If a line in the entries below includes "SpentInfoQuery", pick it out and copy it.

======== Extracted information ========

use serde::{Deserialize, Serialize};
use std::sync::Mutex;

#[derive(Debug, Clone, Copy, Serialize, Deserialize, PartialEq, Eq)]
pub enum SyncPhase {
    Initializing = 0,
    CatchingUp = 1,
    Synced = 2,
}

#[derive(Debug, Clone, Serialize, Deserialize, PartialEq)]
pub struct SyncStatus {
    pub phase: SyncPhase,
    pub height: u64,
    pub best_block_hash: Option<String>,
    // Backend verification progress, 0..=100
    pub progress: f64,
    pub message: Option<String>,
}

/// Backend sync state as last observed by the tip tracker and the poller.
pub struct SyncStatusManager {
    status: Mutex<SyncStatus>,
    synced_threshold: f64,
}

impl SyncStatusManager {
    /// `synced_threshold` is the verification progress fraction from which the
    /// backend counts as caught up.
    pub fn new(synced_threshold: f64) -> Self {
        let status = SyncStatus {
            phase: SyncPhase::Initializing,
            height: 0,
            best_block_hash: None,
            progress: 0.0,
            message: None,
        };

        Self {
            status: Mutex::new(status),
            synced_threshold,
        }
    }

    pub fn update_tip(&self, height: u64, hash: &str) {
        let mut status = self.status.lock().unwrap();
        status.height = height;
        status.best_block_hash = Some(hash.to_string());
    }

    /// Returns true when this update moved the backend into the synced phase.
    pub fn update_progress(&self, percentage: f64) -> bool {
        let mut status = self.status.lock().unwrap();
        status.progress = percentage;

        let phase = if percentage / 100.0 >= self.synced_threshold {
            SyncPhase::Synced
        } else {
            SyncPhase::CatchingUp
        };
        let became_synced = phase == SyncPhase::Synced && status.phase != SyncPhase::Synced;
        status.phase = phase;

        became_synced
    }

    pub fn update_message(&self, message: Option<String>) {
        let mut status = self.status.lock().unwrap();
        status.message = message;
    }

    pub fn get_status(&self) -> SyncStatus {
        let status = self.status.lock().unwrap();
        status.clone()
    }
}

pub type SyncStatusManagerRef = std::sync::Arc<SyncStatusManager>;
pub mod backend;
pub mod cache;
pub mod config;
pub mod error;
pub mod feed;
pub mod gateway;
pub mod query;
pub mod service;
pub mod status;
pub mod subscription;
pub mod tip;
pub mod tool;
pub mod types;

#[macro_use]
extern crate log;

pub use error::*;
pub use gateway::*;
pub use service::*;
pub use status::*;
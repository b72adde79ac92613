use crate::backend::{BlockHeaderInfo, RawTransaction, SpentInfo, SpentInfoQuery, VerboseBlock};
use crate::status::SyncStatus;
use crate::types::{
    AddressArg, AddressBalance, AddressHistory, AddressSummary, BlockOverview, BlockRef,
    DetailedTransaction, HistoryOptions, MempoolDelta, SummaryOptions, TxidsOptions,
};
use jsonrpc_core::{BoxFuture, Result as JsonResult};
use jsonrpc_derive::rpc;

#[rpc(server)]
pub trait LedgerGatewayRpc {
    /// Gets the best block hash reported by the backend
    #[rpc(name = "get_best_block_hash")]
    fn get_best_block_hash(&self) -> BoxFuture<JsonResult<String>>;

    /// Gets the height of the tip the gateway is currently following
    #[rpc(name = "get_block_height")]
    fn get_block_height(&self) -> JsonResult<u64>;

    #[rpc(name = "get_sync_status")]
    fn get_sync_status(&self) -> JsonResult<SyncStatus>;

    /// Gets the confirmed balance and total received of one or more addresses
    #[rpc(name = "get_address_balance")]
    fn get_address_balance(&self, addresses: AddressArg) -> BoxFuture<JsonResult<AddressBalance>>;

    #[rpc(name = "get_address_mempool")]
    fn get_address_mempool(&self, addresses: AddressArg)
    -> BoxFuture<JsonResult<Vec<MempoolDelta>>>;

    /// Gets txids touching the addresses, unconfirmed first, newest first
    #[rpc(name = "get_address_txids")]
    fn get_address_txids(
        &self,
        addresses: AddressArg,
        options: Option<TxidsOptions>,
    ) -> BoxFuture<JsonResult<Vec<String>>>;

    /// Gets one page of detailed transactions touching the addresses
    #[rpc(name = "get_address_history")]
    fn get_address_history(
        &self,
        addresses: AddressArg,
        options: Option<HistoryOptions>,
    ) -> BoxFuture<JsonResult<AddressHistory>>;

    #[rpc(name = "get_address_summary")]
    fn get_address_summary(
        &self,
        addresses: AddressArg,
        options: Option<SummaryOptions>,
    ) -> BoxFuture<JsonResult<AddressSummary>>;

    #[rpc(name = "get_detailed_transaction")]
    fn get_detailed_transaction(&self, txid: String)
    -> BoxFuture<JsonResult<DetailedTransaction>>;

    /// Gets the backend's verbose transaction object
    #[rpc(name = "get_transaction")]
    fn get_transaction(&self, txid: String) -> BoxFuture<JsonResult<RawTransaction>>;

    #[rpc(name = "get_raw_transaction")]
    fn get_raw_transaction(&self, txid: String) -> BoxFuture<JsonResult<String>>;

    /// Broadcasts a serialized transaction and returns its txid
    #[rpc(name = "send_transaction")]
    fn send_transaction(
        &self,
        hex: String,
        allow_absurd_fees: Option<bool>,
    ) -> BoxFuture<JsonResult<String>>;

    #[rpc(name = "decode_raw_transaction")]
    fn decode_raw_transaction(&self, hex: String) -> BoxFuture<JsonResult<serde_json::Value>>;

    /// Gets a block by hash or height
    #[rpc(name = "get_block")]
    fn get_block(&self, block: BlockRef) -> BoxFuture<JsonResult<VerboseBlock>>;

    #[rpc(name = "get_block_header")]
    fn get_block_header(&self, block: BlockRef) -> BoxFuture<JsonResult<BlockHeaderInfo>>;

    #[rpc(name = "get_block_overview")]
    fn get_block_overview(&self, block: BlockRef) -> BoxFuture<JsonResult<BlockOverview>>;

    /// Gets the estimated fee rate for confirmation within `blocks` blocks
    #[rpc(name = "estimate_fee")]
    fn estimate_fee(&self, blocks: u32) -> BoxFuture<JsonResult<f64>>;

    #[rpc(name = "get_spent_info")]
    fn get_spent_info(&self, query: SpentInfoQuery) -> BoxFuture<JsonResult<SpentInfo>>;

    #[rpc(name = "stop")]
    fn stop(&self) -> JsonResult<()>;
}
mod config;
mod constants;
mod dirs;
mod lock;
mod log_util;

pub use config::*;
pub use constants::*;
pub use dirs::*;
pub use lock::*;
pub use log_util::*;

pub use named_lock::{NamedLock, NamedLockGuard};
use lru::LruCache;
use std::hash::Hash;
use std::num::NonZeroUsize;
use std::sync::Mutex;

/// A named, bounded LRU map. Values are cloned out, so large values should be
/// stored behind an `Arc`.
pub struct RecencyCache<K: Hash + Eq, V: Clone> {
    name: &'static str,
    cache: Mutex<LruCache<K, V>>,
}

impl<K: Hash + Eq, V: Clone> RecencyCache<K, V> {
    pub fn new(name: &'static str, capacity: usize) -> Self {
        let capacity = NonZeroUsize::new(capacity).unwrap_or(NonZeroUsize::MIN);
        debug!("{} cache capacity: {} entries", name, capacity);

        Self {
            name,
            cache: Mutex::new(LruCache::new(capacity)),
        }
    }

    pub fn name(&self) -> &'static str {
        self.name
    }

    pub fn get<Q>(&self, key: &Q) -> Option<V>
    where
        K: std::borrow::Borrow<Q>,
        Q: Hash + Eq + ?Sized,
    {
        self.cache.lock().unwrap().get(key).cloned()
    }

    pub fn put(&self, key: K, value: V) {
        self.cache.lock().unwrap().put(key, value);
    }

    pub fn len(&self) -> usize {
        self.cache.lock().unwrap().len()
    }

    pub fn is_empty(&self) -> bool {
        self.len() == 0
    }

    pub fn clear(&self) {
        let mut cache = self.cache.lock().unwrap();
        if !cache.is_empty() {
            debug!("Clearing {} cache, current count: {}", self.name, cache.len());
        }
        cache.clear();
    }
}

========

**Your response**
use crate::backend::{BlockHeaderInfo, RawTransaction, SpentInfo, SpentInfoQuery, VerboseBlock};
    fn get_spent_info(&self, query: SpentInfoQuery) -> BoxFuture<JsonResult<SpentInfo>>;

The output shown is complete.